- [Exercise prompt]
Find how many lines of the records below contain the word "after" and write that number by itself.

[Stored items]

++++++++++++++++++++

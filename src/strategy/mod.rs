use async_trait::async_trait;

use crate::engine::Engine;
use crate::error::Result;
use crate::models::{Candle, ExecutedOrder, Tick};

/// Extension points for the trading logic driven by the engine
///
/// The engine calls these at fixed moments of the tick cycle; the strategy
/// places and closes orders through the `engine` handle it receives.
/// Strategies should branch on [`Engine::is_learning`] when replaying
/// history, since the engine does not suppress order placement there.
#[async_trait]
pub trait Strategy: Send {
    fn name(&self) -> &str;

    /// Called on every processed tick, after plugin tick hooks
    async fn on_tick(&mut self, _engine: &mut Engine, _tick: &Tick) -> Result<()> {
        Ok(())
    }

    /// Called once per closed candle, before the window rolls over
    async fn on_candle(&mut self, _engine: &mut Engine, _candle: &Candle) -> Result<()> {
        Ok(())
    }

    /// Called after an order was successfully closed at the venue
    async fn on_order_closed(
        &mut self,
        _engine: &mut Engine,
        _closed: &ExecutedOrder,
        _origin: &ExecutedOrder,
    ) -> Result<()> {
        Ok(())
    }
}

++++++++++++++++++++

- [Expected output]
2